RECORD SET:

..........

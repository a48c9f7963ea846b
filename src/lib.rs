//! # Tiketin
//!
//! Event ticketing storefront client - browse and search events, manage a
//! profile, publish events as an organizer, and book tickets through the
//! Tiketin REST API.
//!
//! ## Modules
//!
//! - [`catalog`]: In-memory search and pagination of the event list
//! - [`client`]: REST client over a pluggable [`client::Transport`]
//! - [`auth`]: Bearer token storage shared by every request
//! - [`error`]: The single error type every API call reports
//! - [`models`]: Records exchanged with the API
//! - [`form`]: Multipart payloads and organizer event input
//! - [`notifications`]: Client-only notification preferences
//! - `config`: CLI configuration (`native` feature)
//!
//! The browser frontend (`tiketin-ui`) builds on this crate with the
//! `native` feature disabled.
//!
//! ## Quick Start
//!
//! ```rust,no_run
//! use tiketin::{ApiClient, AuthContext, Catalog, ReqwestTransport};
//! use std::time::Duration;
//!
//! #[tokio::main]
//! async fn main() -> Result<(), Box<dyn std::error::Error>> {
//!     let transport = ReqwestTransport::new(Duration::from_secs(30))?;
//!     let api = ApiClient::new(transport, AuthContext::anonymous(), tiketin::DEFAULT_API_BASE);
//!
//!     let mut catalog = Catalog::new(api.list_events().await?);
//!     catalog.set_query("musik");
//!
//!     for event in catalog.page_items() {
//!         println!("{} - {}", event.title, event.display_price());
//!     }
//!
//!     Ok(())
//! }
//! ```

pub mod auth;
pub mod catalog;
pub mod client;
#[cfg(feature = "native")]
pub mod config;
pub mod error;
pub mod form;
pub mod models;
pub mod notifications;

// Re-export top-level types for convenience
pub use auth::{AuthContext, MemoryTokenStore, TokenStore, TokenStoreError, TOKEN_KEY};

#[cfg(feature = "native")]
pub use auth::FileTokenStore;

pub use catalog::{Catalog, PAGE_SIZE};

pub use client::{
    ApiClient, ApiRequest, ApiResponse, Method, RequestBody, Transport, DEFAULT_API_BASE,
};

#[cfg(feature = "native")]
pub use client::http::ReqwestTransport;

pub use error::{ApiError, ApiResult};

pub use form::{EventDraft, EventForm, FileUpload, MultipartForm, PartValue};

pub use models::{
    format_price, BookingReceipt, BookingRequest, BookingSummary, Credentials, Event, EventId, LoginResponse,
    Profile, Registration, Role, WriteReceipt,
};

pub use notifications::{
    Channel, ChannelGroup, NotificationPanel, NotificationPreferences, PreferenceError, SaveHost,
    SAVE_CONFIRMATION, SAVE_DELAY_MS,
};

#[cfg(feature = "native")]
pub use config::{Config, ConfigError};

..........

ACTION ITEM: Exact copies of the line containing "pub mod auth;" and of every line after it through the end of the entries are all that should be output.

ANSWER SPACE:
pub mod auth;
pub mod catalog;
pub mod client;
#[cfg(feature = "native")]
pub mod config;
pub mod error;
pub mod form;
pub mod models;
pub mod notifications;

// Re-export top-level types for convenience
pub use auth::{AuthContext, MemoryTokenStore, TokenStore, TokenStoreError, TOKEN_KEY};

#[cfg(feature = "native")]
pub use auth::FileTokenStore;

pub use catalog::{Catalog, PAGE_SIZE};

pub use client::{
    ApiClient, ApiRequest, ApiResponse, Method, RequestBody, Transport, DEFAULT_API_BASE,
};

#[cfg(feature = "native")]
pub use client::http::ReqwestTransport;

pub use error::{ApiError, ApiResult};

pub use form::{EventDraft, EventForm, FileUpload, MultipartForm, PartValue};

pub use models::{
    format_price, BookingReceipt, BookingRequest, BookingSummary, Credentials, Event, EventId, LoginResponse,
    Profile, Registration, Role, WriteReceipt,
};

pub use notifications::{
    Channel, ChannelGroup, NotificationPanel, NotificationPreferences, PreferenceError, SaveHost,
    SAVE_CONFIRMATION, SAVE_DELAY_MS,
};

#[cfg(feature = "native")]
pub use config::{Config, ConfigError};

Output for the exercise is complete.